··· Extracted information ···

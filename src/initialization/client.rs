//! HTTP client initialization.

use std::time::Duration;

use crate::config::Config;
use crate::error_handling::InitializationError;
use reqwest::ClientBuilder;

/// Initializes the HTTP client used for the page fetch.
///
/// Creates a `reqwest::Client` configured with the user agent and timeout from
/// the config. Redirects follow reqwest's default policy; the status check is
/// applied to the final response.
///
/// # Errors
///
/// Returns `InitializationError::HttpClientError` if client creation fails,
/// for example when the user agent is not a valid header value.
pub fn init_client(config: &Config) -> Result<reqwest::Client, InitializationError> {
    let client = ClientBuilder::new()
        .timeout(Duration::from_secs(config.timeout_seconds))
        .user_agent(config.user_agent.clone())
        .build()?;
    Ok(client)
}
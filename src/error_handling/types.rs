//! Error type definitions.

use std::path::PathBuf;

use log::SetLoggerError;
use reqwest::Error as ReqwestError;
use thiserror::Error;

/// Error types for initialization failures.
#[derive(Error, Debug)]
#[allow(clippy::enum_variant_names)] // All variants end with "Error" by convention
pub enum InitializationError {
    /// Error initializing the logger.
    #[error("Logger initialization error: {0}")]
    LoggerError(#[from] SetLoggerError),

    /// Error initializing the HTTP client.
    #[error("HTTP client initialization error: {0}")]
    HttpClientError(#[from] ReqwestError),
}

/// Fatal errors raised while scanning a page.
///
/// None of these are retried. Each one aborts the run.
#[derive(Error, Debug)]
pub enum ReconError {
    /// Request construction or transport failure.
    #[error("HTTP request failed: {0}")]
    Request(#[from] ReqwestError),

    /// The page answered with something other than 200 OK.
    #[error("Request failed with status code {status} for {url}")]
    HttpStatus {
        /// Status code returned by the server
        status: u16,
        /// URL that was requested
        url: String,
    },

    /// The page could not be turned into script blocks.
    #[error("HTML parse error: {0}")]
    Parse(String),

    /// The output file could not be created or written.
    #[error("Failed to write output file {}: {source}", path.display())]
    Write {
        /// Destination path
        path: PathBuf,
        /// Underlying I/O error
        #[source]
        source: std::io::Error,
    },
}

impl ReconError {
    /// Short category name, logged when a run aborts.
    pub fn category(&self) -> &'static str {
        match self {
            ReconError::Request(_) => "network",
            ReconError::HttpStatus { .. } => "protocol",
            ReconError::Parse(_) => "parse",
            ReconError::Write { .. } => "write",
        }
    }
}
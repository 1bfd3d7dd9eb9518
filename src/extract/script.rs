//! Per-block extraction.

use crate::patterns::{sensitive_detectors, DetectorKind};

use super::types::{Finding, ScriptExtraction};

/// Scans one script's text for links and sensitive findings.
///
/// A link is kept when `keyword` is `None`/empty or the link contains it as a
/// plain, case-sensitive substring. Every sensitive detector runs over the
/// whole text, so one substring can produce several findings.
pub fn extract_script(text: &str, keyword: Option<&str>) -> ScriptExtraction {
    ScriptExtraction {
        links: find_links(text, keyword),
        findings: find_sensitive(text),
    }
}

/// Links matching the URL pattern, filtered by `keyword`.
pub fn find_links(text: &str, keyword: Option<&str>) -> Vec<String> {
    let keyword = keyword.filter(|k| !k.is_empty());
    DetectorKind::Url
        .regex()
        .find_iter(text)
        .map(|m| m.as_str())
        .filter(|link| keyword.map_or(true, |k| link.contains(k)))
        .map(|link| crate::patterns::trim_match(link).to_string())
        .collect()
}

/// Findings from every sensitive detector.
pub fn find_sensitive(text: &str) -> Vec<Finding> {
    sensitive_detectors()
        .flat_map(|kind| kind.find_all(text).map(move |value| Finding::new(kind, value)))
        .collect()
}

···
··· Extracted information ···

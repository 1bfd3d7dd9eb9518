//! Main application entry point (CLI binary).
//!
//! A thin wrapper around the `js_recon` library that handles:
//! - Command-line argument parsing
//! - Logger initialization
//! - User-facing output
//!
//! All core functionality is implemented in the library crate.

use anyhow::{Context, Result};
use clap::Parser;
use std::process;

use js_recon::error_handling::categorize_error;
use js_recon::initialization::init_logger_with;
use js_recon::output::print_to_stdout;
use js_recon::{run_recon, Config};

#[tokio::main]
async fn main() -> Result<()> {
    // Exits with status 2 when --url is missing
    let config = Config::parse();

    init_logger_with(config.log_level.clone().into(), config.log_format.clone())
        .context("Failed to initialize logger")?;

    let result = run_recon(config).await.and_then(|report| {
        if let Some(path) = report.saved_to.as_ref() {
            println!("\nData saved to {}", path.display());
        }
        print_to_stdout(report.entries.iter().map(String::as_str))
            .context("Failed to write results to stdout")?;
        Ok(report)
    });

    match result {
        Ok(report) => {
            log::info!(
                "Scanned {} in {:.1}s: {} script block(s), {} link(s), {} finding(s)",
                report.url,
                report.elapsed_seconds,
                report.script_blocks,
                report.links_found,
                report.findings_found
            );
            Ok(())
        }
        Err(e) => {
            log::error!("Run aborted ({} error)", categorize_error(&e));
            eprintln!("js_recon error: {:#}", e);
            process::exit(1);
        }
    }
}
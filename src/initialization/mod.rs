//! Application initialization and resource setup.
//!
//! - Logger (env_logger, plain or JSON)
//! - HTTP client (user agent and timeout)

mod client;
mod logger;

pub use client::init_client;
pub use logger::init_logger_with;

···
··· Extracted information ···

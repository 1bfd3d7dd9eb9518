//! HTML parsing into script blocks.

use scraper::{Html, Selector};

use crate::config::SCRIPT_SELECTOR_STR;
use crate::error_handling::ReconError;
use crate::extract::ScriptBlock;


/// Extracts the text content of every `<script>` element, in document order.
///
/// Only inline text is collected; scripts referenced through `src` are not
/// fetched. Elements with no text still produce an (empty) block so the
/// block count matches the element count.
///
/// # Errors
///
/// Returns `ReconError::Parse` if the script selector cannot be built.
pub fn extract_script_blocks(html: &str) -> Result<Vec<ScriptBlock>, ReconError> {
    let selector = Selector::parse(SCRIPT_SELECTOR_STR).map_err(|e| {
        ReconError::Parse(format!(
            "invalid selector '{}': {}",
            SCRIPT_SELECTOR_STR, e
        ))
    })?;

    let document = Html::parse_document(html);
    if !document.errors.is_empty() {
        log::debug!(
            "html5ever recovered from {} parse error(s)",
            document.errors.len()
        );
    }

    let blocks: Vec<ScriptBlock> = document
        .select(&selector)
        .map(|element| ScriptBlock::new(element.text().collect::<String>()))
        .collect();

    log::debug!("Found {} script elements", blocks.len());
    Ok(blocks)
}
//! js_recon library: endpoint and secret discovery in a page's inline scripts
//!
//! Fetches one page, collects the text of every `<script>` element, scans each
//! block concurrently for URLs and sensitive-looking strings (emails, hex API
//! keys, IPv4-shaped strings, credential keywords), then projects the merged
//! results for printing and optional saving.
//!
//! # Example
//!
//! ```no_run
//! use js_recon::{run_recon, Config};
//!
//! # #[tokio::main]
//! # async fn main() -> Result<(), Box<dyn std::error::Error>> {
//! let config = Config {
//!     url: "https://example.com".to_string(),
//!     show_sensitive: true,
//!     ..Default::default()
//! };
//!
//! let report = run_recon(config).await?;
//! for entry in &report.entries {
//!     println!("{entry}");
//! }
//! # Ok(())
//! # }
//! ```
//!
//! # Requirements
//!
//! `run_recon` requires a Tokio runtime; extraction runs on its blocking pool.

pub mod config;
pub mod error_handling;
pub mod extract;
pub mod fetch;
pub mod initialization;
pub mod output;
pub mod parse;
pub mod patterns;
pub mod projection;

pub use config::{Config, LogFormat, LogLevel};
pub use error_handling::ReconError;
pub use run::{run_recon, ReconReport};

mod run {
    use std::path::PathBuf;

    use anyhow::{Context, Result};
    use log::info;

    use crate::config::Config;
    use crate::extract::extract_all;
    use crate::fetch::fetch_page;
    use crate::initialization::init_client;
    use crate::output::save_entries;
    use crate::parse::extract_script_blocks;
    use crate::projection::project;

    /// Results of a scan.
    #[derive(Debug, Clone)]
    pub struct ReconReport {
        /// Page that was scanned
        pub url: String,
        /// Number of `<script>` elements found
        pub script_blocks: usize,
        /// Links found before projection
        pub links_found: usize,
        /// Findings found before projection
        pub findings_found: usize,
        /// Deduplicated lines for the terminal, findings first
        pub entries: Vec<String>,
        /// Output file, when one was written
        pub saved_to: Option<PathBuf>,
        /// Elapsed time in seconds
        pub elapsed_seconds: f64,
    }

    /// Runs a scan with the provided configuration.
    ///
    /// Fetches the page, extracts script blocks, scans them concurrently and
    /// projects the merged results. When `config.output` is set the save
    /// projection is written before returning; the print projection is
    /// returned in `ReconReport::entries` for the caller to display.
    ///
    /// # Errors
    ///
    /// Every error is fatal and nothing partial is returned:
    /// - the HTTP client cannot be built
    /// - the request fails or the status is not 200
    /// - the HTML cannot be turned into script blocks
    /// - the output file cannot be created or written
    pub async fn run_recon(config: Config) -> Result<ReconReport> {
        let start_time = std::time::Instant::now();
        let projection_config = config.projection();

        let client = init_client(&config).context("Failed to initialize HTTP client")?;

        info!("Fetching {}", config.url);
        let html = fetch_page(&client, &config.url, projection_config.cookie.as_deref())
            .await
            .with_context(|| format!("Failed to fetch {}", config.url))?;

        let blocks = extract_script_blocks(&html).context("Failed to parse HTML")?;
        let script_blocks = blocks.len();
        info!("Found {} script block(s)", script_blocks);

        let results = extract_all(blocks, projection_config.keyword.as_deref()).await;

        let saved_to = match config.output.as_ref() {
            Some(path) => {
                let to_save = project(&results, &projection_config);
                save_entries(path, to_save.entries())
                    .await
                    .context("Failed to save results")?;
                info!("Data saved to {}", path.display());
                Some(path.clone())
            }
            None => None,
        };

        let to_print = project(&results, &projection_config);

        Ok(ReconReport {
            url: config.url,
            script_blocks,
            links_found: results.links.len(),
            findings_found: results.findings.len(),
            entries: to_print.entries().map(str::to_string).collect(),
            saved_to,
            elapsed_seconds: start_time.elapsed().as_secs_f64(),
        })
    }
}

···

= Requirement =
Write out, from the lines above, only those from the line with "use crate::parse::extract_script_blocks;" to the line with "let start_time = std::time::Instant::now();", exactly as given, including the first and the last.

= Written response =
    use crate::parse::extract_script_blocks;
    use crate::projection::project;

    /// Results of a scan.
    #[derive(Debug, Clone)]
    pub struct ReconReport {
        /// Page that was scanned
        pub url: String,
        /// Number of `<script>` elements found
        pub script_blocks: usize,
        /// Links found before projection
        pub links_found: usize,
        /// Findings found before projection
        pub findings_found: usize,
        /// Deduplicated lines for the terminal, findings first
        pub entries: Vec<String>,
        /// Output file, when one was written
        pub saved_to: Option<PathBuf>,
        /// Elapsed time in seconds
        pub elapsed_seconds: f64,
    }

    /// Runs a scan with the provided configuration.
    ///
    /// Fetches the page, extracts script blocks, scans them concurrently and
    /// projects the merged results. When `config.output` is set the save
    /// projection is written before returning; the print projection is
    /// returned in `ReconReport::entries` for the caller to display.
    ///
    /// # Errors
    ///
    /// Every error is fatal and nothing partial is returned:
    /// - the HTTP client cannot be built
    /// - the request fails or the status is not 200
    /// - the HTML cannot be turned into script blocks
    /// - the output file cannot be created or written
    pub async fn run_recon(config: Config) -> Result<ReconReport> {
        let start_time = std::time::Instant::now();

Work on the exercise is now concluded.